Таврический дворец, изящное здание в классическом стиле с белыми колоннадами, Большим залом для приемов и длинными галереями, бывший дворец любовника Екатерины Великой, князя Григория Потемкина, с 1906 года стал местом заседаний Императорской государственной думы. Но в тот понедельник несколько революционных часов превратили его в некую смесь созданного на скорую руку военного лагеря с политической трибуной предвыборной кампании. Тут в экстренном порядке проводились совещания, посвященные созданию временного правительства, которое должно было взять на себя руководство страной в кризис. Арно Дош-Флеро с большим трудом пробрался в здание Государственной думы и обнаружил, что там полно солдат. «Казалось, что они все были голодны. Они непрерывно передавали друг другу хлеб, сушеную рыбу и чай»{345}. Можно сказать, что «смятение умов во дворце превосходило даже революционную сумятицу за его пределами», весь дворец бурлил от напряжения и волнения, туда прибывали один полк за другим. Здесь, «выстроившись в четыре шеренги во всю длину Екатерининского зала», главного зала и галереи Государственной думы, войска приносили присягу новому правительству. Родзянко обращался к каждому полку, по очереди призывая их «сохранять дисциплину в рядах войск», подчиняться своим командирам и спокойно возвращаться в казармы, оставаясь в готовности на случай, если правительству понадобится их помощь{346}.

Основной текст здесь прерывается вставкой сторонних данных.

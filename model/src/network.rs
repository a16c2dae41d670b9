use std::{num::NonZeroUsize, sync::Arc};

use log::debug;
use ndarray::{Array2, ArrayView1, ArrayView2, ArrayViewMut1, ArrayViewMut2, Axis, linalg};
use rand::{Rng, SeedableRng, rngs::StdRng};
use rand_distr::Uniform;

use crate::{
    Dataset, ModelErr, ParamLayout, Result,
    config::{ActFnConfig, ModelConfig},
};

/// The outcome of one local training pass over a data shard.
#[derive(Debug, Clone, PartialEq)]
pub struct Update {
    /// Sample weighted mean gradient over the shard.
    pub grad: Vec<f32>,
    /// Sample weighted mean loss over the shard.
    pub loss: f32,
    /// The amount of records the update was computed on.
    pub samples: u64,
}

#[derive(Debug, Clone, Copy)]
struct ActFn(ActFnConfig);

impl ActFn {
    fn f(&self, z: f32) -> f32 {
        match self.0 {
            ActFnConfig::Sigmoid => 1.0 / (1.0 + (-z).exp()),
            ActFnConfig::Relu => z.max(0.0),
        }
    }

    fn df(&self, z: f32) -> f32 {
        match self.0 {
            ActFnConfig::Sigmoid => {
                let s = self.f(z);
                s * (1.0 - s)
            }
            ActFnConfig::Relu => {
                if z > 0.0 {
                    1.0
                } else {
                    0.0
                }
            }
        }
    }
}

/// A fully connected layer, `a = act(x · w + b)` with `w` shaped `[input, output]`.
#[derive(Debug, Clone)]
struct Dense {
    dim: (usize, usize),
    act_fn: Option<ActFn>,
}

impl Dense {
    fn size(&self) -> usize {
        (self.dim.0 + 1) * self.dim.1
    }

    /// Gives a view of the raw parameter slice as the weights and biases of this layer.
    fn view_params<'a>(&self, params: &'a [f32]) -> Result<(ArrayView2<'a, f32>, ArrayView1<'a, f32>)> {
        let w_size = self.size() - self.dim.1;
        let (w_raw, b_raw) = params.split_at(w_size);
        let w = ArrayView2::from_shape(self.dim, w_raw).map_err(shape_err)?;
        let b = ArrayView1::from_shape(self.dim.1, b_raw).map_err(shape_err)?;
        Ok((w, b))
    }

    /// Gives a view of the raw gradient slice as the delta weights and delta biases of this layer.
    fn view_grad<'a>(
        &self,
        grad: &'a mut [f32],
    ) -> Result<(ArrayViewMut2<'a, f32>, ArrayViewMut1<'a, f32>)> {
        let w_size = self.size() - self.dim.1;
        let (dw_raw, db_raw) = grad.split_at_mut(w_size);
        let dw = ArrayViewMut2::from_shape(self.dim, dw_raw).map_err(shape_err)?;
        let db = ArrayViewMut1::from_shape(self.dim.1, db_raw).map_err(shape_err)?;
        Ok((dw, db))
    }

    /// Returns the pre-activation and activation of this layer.
    fn forward(&self, params: &[f32], x: ArrayView2<f32>) -> Result<(Array2<f32>, Array2<f32>)> {
        let (w, b) = self.view_params(params)?;
        let z = x.dot(&w) + &b;

        let a = match self.act_fn {
            Some(act_fn) => z.mapv(|v| act_fn.f(v)),
            None => z.clone(),
        };

        Ok((z, a))
    }

    /// Writes this layer's gradient and returns the delta for the previous layer.
    fn backward(
        &self,
        params: &[f32],
        grad: &mut [f32],
        x: ArrayView2<f32>,
        z: &Array2<f32>,
        mut d: Array2<f32>,
    ) -> Result<Array2<f32>> {
        if let Some(act_fn) = self.act_fn {
            d.zip_mut_with(z, |d, &z| *d *= act_fn.df(z));
        }

        let (mut dw, mut db) = self.view_grad(grad)?;
        linalg::general_mat_mul(1.0, &x.t(), &d, 0.0, &mut dw);
        db.assign(&d.sum_axis(Axis(0)));

        let (w, _) = self.view_params(params)?;
        Ok(d.dot(&w.t()))
    }
}

fn shape_err(e: ndarray::ShapeError) -> ModelErr {
    ModelErr::InvalidConfig(format!("parameter view: {e}"))
}

/// A dense sequential network trained with mean squared error.
///
/// The network holds no parameters itself, every call receives the flat buffer
/// described by `layout`, so the same instance serves any snapshot.
#[derive(Debug, Clone)]
pub struct Network {
    layers: Vec<Dense>,
    layout: Arc<ParamLayout>,
}

impl Network {
    /// Creates a new `Network`.
    ///
    /// # Arguments
    /// * `config` - The model configuration.
    ///
    /// # Returns
    /// A new `Network` or an `InvalidConfig` error.
    pub fn new(config: &ModelConfig) -> Result<Self> {
        config.validate()?;

        let layers = config
            .layers
            .iter()
            .map(|layer| Dense {
                dim: (layer.input, layer.output),
                act_fn: layer.activation.map(ActFn),
            })
            .collect();

        Ok(Self {
            layers,
            layout: Arc::new(ParamLayout::for_model(config)),
        })
    }

    pub fn layout(&self) -> &Arc<ParamLayout> {
        &self.layout
    }

    /// The amount of parameters of the network.
    pub fn size(&self) -> usize {
        self.layout.len()
    }

    /// Samples the initial parameters, Xavier uniform weights and zero biases.
    ///
    /// # Arguments
    /// * `seed` - The seed of the generator, equal seeds give equal parameters.
    pub fn init_params(&self, seed: u64) -> Result<Vec<f32>> {
        let mut rng = StdRng::seed_from_u64(seed);
        let mut params = Vec::with_capacity(self.size());

        for layer in &self.layers {
            let (fan_in, fan_out) = layer.dim;
            let limit = (6.0 / (fan_in + fan_out) as f32).sqrt();
            let dist = Uniform::new_inclusive(-limit, limit)
                .map_err(|e| ModelErr::InvalidConfig(e.to_string()))?;

            params.extend((0..fan_in * fan_out).map(|_| rng.sample(&dist)));
            params.extend(std::iter::repeat_n(0.0, fan_out));
        }

        Ok(params)
    }

    /// Makes a forward pass through the network.
    ///
    /// # Arguments
    /// * `params` - The flat parameter buffer.
    /// * `x` - The input records, one per row.
    ///
    /// # Returns
    /// The prediction for every record.
    pub fn forward(&self, params: &[f32], x: ArrayView2<f32>) -> Result<Array2<f32>> {
        self.check_params(params)?;
        self.check_input(x.ncols())?;

        let mut a = x.to_owned();
        let mut offset = 0;

        for layer in &self.layers {
            let size = layer.size();
            let (_, next) = layer.forward(&params[offset..offset + size], a.view())?;
            a = next;
            offset += size;
        }

        Ok(a)
    }

    /// Computes the gradient of the mean squared error of a single batch.
    ///
    /// # Arguments
    /// * `params` - The flat parameter buffer.
    /// * `x` - The batch inputs.
    /// * `y` - The batch targets.
    /// * `grad` - Where to write the gradient, same size as `params`.
    ///
    /// # Returns
    /// The loss of the batch.
    pub fn gradient(
        &self,
        params: &[f32],
        x: ArrayView2<f32>,
        y: ArrayView2<f32>,
        grad: &mut [f32],
    ) -> Result<f32> {
        self.check_params(params)?;
        self.check_input(x.ncols())?;

        if grad.len() != params.len() {
            return Err(ModelErr::SizeMismatch {
                what: "gradient buffer",
                got: grad.len(),
                expected: params.len(),
            });
        }

        let mut inputs = Vec::with_capacity(self.layers.len());
        let mut zs = Vec::with_capacity(self.layers.len());
        let mut a = x.to_owned();
        let mut offset = 0;

        for layer in &self.layers {
            let size = layer.size();
            let (z, next) = layer.forward(&params[offset..offset + size], a.view())?;
            inputs.push(a);
            zs.push(z);
            a = next;
            offset += size;
        }

        if a.dim() != y.dim() {
            return Err(ModelErr::SizeMismatch {
                what: "targets",
                got: y.ncols(),
                expected: a.ncols(),
            });
        }

        let diff = &a - &y;
        let loss = diff.mapv(|v| v * v).mean().unwrap_or_default();
        let mut d = diff * (2.0 / a.len().max(1) as f32);

        for (i, layer) in self.layers.iter().enumerate().rev() {
            let size = layer.size();
            offset -= size;
            let range = offset..offset + size;
            d = layer.backward(&params[range.clone()], &mut grad[range], inputs[i].view(), &zs[i], d)?;
        }

        Ok(loss)
    }

    /// Runs one local training pass over a shard without touching the parameters.
    ///
    /// Every mini-batch gradient is weighted by its size, so the result doesn't depend on
    /// how the shard is split into batches.
    ///
    /// # Arguments
    /// * `params` - The broadcast parameters.
    /// * `shard` - The local data shard.
    /// * `batch_size` - The maximum amount of records per batch.
    ///
    /// # Returns
    /// The local update, an empty shard yields a zero gradient with no samples.
    pub fn local_update(
        &self,
        params: &[f32],
        shard: &Dataset,
        batch_size: NonZeroUsize,
    ) -> Result<Update> {
        let mut acc = vec![0.0f64; params.len()];
        let mut batch_grad = vec![0.0f32; params.len()];
        let mut total_loss = 0.0f64;
        let mut samples = 0usize;

        for (x, y) in shard.batches(batch_size) {
            let n = x.nrows();
            let loss = self.gradient(params, x, y, &mut batch_grad)?;

            for (a, g) in acc.iter_mut().zip(&batch_grad) {
                *a += f64::from(*g) * n as f64;
            }

            total_loss += f64::from(loss) * n as f64;
            samples += n;
        }

        let scale = if samples == 0 { 0.0 } else { 1.0 / samples as f64 };
        let grad = acc.into_iter().map(|a| (a * scale) as f32).collect();
        let loss = (total_loss * scale) as f32;

        debug!(samples = samples, loss = loss; "local update computed");

        Ok(Update {
            grad,
            loss,
            samples: samples as u64,
        })
    }

    fn check_params(&self, params: &[f32]) -> Result<()> {
        if params.len() != self.size() {
            return Err(ModelErr::SizeMismatch {
                what: "parameters",
                got: params.len(),
                expected: self.size(),
            });
        }

        Ok(())
    }

    fn check_input(&self, cols: usize) -> Result<()> {
        let expected = self.layers.first().map(|l| l.dim.0).unwrap_or_default();
        if cols != expected {
            return Err(ModelErr::SizeMismatch {
                what: "input features",
                got: cols,
                expected,
            });
        }

        Ok(())
    }
}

Около половины третьего пополудни в полукруглом главном зале собралось огромное количество умеренных и либеральных членов Государственной думы для реорганизации Думы под руководством Родзянко – в надежде, что реформированное, конституционное правительство еще можно спасти от катастрофы. В тот же вечер в конце концов был избран Временный исполнительный комитет в составе двенадцати человек, которые должны были взять ситуацию под контроль. Одним из первых указов было распоряжение об аресте членов Совета министров – Верхней палаты Государственной думы и оплота старого режима, которые проводили совещание в Мариинском дворце. Некоторые из них уже подали в отставку, в том числе премьер-министр Николай Голицын, другие скрывались, и революционные патрули теперь приступили к их поиску и поимке.